Task requirements:
Taking the first line of the listing as the start and the line containing "const INSERT_STUDENT: &str" as the end, reproduce everything in between exactly, both ends included.
Data supplied section start
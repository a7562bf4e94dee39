use super::collect_rows;
use crate::libs::error::StoreResult;
use crate::libs::messages::Message;
use crate::libs::outcome::{unique_violation, WriteOutcome};
use crate::libs::student::{like_pattern, SearchField, Student};
use crate::libs::student_id;
use chrono::{Datelike, Local};
use rusqlite::{params, Connection, OptionalExtension};

/// Student columns joined with the course name; `$tail` supplies WHERE/ORDER.
macro_rules! select_students {
    ($tail:literal) => {
        concat!(
            "SELECT s.student_id, s.first_name, s.last_name, s.gender, s.dob, s.email, s.phone, s.address, ",
            "s.course_id, s.admission_date, s.photo_path, s.status, c.course_name ",
            "FROM students s LEFT JOIN courses c ON s.course_id = c.course_id ",
            $tail
        )
    };
}

const INSERT_STUDENT: &str = "
    INSERT INTO students
        (student_id, first_name, last_name, gender, dob, email, phone, address, course_id, admission_date, photo_path, status)
    VALUES (?1, ?2, ?3, ?4, ?5, ?6, ?7, ?8, ?9, ?10, ?11, ?12)
";
const UPDATE_STUDENT: &str = "
    UPDATE students SET
        first_name = ?2, last_name = ?3, gender = ?4, dob = ?5, email = ?6, phone = ?7,
        address = ?8, course_id = ?9, admission_date = ?10, photo_path = ?11, status = ?12
    WHERE student_id = ?1
";
const DELETE_STUDENT: &str = "DELETE FROM students WHERE student_id = ?1";
const SELECT_ALL_STUDENTS: &str = select_students!("ORDER BY s.admission_date DESC, s.student_id DESC");
const SELECT_STUDENT_BY_ID: &str = select_students!("WHERE s.student_id = ?1");
const SELECT_STUDENTS_BY_COURSE: &str = select_students!("WHERE s.course_id = ?1 ORDER BY s.student_id");
const SELECT_LAST_ID_OF_YEAR: &str = "SELECT student_id FROM students WHERE student_id GLOB ?1 ORDER BY student_id DESC LIMIT 1";

pub struct Students<'a> {
    conn: &'a Connection,
}

impl<'a> Students<'a> {
    pub fn new(conn: &'a Connection) -> Self {
        Self { conn }
    }

    /// Inserts `student` under its caller-assigned id. `course_name` is ignored.
    pub fn add_student(&self, student: &Student) -> WriteOutcome {
        let result = self.conn.execute(
            INSERT_STUDENT,
            params![
                student.student_id,
                student.first_name,
                student.last_name,
                student.gender,
                student.dob,
                student.email,
                student.phone,
                student.address,
                student.course_id,
                student.admission_date,
                student.photo_path,
                student.status,
            ],
        );
        match result {
            Ok(affected) => {
                tracing::debug!(student_id = %student.student_id, "student inserted");
                WriteOutcome::ok(Message::StudentAdded, affected)
            }
            Err(e) => match unique_violation(&e) {
                Some(detail) => WriteOutcome::failed(Message::StudentDuplicate(detail)),
                None => WriteOutcome::failed(Message::StudentAddFailed(e.to_string())),
            },
        }
    }

    /// Overwrites every field except the id, which stays `student_id`.
    pub fn update_student(&self, student_id: &str, student: &Student) -> WriteOutcome {
        let result = self.conn.execute(
            UPDATE_STUDENT,
            params![
                student_id,
                student.first_name,
                student.last_name,
                student.gender,
                student.dob,
                student.email,
                student.phone,
                student.address,
                student.course_id,
                student.admission_date,
                student.photo_path,
                student.status,
            ],
        );
        match result {
            Ok(affected) => WriteOutcome::ok(Message::StudentUpdated, affected),
            Err(e) => WriteOutcome::failed(Message::StudentUpdateFailed(e.to_string())),
        }
    }

    /// Removes the student together with their attendance.
    pub fn delete_student(&self, student_id: &str) -> WriteOutcome {
        match self.conn.execute(DELETE_STUDENT, params![student_id]) {
            Ok(affected) => {
                tracing::debug!(student_id, affected, "student deleted");
                WriteOutcome::ok(Message::StudentDeleted, affected)
            }
            Err(e) => WriteOutcome::failed(Message::StudentDeleteFailed(e.to_string())),
        }
    }

    /// Newest admissions first.
    pub fn get_all_students(&self) -> StoreResult<Vec<Student>> {
        let mut stmt = self.conn.prepare(SELECT_ALL_STUDENTS)?;
        collect_rows(&mut stmt, [], "student", Student::from_row)
    }

    /// Case-insensitive literal substring match of `term` against `field`.
    pub fn search_students(&self, term: &str, field: SearchField) -> StoreResult<Vec<Student>> {
        let sql = format!(
            "{}WHERE {} ORDER BY s.student_id",
            select_students!(""),
            field.predicate()
        );
        let mut stmt = self.conn.prepare(&sql)?;
        collect_rows(&mut stmt, params![like_pattern(term)], "student", Student::from_row)
    }

    pub fn get_student_by_id(&self, student_id: &str) -> StoreResult<Option<Student>> {
        Ok(self.conn.query_row(SELECT_STUDENT_BY_ID, params![student_id], Student::from_row).optional()?)
    }

    pub fn get_students_by_course(&self, course_id: i64) -> StoreResult<Vec<Student>> {
        let mut stmt = self.conn.prepare(SELECT_STUDENTS_BY_COURSE)?;
        collect_rows(&mut stmt, params![course_id], "student", Student::from_row)
    }

    /// Next free id for the current year.
    pub fn next_student_id(&self) -> StoreResult<String> {
        self.next_student_id_for_year(Local::now().year())
    }

    /// One past the greatest well-formed `STU-<year>NNNN` id; ids of other
    /// shapes never influence the sequence.
    pub fn next_student_id_for_year(&self, year: i32) -> StoreResult<String> {
        let last: Option<String> = self
            .conn
            .query_row(SELECT_LAST_ID_OF_YEAR, params![student_id::glob_pattern(year)], |row| row.get(0))
            .optional()?;
        let next = student_id::next_after(last.as_deref(), year)?;
        tracing::debug!(year, last = ?last, next = %next, "generated student id");
        Ok(next)
    }
}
Data supplied section end
Result below:
repository a7562bf4e94dee39
use super::collect_rows;
use crate::libs::error::StoreResult;
use crate::libs::messages::Message;
use crate::libs::outcome::{unique_violation, WriteOutcome};
use crate::libs::student::{like_pattern, SearchField, Student};
use crate::libs::student_id;
use chrono::{Datelike, Local};
use rusqlite::{params, Connection, OptionalExtension};

/// Student columns joined with the course name; `$tail` supplies WHERE/ORDER.
macro_rules! select_students {
    ($tail:literal) => {
        concat!(
            "SELECT s.student_id, s.first_name, s.last_name, s.gender, s.dob, s.email, s.phone, s.address, ",
            "s.course_id, s.admission_date, s.photo_path, s.status, c.course_name ",
            "FROM students s LEFT JOIN courses c ON s.course_id = c.course_id ",
            $tail
        )
    };
}

const INSERT_STUDENT: &str = "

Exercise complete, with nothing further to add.